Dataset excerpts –
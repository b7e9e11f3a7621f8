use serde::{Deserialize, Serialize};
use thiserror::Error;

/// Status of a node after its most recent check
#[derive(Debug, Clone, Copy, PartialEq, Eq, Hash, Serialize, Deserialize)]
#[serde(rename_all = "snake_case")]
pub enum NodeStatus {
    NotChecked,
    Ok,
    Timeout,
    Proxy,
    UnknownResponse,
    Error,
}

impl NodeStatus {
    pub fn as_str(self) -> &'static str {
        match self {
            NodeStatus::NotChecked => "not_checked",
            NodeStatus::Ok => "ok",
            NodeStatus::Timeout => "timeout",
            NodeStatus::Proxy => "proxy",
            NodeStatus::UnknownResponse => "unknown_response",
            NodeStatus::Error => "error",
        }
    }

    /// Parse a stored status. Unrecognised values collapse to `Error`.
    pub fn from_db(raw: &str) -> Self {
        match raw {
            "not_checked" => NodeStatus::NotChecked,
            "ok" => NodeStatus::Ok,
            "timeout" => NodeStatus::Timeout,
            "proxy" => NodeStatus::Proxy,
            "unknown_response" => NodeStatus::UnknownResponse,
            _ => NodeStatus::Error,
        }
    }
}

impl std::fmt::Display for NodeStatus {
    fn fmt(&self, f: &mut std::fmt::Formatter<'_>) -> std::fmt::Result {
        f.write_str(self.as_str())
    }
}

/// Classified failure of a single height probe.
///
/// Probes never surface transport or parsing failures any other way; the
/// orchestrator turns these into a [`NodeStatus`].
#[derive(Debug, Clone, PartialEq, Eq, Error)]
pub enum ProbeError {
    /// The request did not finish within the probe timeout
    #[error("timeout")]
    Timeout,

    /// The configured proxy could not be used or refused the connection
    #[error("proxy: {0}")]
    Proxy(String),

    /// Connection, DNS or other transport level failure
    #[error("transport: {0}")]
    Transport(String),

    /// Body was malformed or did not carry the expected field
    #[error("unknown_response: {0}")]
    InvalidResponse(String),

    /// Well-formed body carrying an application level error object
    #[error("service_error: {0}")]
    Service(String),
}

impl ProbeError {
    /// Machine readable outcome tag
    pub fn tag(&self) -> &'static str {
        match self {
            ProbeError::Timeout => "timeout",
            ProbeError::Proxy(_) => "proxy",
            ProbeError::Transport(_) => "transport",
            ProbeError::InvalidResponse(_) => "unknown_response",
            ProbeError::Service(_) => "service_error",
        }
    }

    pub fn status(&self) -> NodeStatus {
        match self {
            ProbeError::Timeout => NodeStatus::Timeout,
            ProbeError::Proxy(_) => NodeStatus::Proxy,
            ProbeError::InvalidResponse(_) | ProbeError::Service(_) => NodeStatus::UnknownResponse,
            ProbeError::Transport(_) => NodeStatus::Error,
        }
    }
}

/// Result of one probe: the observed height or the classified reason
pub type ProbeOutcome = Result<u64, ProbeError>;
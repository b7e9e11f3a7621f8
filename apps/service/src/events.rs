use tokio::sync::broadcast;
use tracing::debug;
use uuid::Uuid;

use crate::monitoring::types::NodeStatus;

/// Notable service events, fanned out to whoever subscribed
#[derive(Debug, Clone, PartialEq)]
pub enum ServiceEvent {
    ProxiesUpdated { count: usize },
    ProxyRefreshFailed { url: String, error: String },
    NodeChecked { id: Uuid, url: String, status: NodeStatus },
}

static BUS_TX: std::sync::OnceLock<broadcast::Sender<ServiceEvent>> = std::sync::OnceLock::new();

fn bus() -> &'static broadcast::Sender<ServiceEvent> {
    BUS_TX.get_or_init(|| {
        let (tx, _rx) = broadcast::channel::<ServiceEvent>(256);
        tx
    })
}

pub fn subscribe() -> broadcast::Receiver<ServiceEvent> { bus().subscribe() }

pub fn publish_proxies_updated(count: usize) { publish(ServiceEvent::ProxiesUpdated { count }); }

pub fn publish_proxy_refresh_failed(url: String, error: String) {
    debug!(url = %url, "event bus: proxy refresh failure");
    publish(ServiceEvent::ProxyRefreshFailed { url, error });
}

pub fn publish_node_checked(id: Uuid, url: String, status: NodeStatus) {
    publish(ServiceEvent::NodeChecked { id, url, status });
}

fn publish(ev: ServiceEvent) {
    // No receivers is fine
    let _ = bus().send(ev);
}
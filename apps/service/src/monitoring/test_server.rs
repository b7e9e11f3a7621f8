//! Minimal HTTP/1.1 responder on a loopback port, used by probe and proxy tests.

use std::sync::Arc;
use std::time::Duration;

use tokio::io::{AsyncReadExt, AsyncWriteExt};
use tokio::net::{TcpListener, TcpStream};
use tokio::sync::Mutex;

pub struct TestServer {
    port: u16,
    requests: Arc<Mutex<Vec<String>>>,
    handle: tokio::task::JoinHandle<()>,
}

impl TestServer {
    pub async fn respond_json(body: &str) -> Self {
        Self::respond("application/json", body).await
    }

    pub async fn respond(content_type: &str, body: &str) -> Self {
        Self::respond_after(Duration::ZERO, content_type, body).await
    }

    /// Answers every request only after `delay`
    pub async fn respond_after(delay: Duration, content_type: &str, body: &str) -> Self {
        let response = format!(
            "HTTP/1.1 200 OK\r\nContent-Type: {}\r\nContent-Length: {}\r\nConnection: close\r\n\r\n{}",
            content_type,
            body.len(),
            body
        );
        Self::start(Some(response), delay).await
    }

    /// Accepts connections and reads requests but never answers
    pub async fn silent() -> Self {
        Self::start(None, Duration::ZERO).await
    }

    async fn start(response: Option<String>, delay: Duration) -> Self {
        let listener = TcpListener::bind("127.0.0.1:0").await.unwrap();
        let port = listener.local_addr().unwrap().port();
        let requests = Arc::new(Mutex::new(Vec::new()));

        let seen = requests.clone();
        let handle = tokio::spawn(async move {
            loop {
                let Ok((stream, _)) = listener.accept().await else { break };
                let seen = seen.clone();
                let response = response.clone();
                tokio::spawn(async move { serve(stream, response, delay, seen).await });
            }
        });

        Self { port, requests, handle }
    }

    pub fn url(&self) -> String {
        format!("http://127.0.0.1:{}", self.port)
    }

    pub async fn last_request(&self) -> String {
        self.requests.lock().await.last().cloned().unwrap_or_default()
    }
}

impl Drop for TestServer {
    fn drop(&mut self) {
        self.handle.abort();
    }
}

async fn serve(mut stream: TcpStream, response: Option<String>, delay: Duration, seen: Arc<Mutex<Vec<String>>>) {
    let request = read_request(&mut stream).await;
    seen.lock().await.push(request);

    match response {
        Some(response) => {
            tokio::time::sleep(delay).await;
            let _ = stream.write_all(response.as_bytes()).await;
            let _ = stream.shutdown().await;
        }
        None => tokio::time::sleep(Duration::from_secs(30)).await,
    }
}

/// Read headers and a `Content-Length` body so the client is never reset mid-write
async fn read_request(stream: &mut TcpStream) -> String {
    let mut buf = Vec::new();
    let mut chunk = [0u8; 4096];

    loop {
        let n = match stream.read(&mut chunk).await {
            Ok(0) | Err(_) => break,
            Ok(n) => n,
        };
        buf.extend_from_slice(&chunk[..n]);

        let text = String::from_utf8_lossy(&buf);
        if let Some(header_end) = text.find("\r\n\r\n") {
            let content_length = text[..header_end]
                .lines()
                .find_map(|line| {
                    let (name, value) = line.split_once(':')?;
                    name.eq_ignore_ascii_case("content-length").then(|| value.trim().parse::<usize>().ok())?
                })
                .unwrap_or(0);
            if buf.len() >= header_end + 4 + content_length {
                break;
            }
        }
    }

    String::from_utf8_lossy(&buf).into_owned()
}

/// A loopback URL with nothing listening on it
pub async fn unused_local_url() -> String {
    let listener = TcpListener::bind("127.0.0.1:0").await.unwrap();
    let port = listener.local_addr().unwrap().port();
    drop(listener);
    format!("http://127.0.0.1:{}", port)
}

To do – What this exercise asks for is every line of the data above with the word "apps".

Solution to the problem –
filename apps/service/src/events.rs
filename apps/service/src/monitoring/test_server.rs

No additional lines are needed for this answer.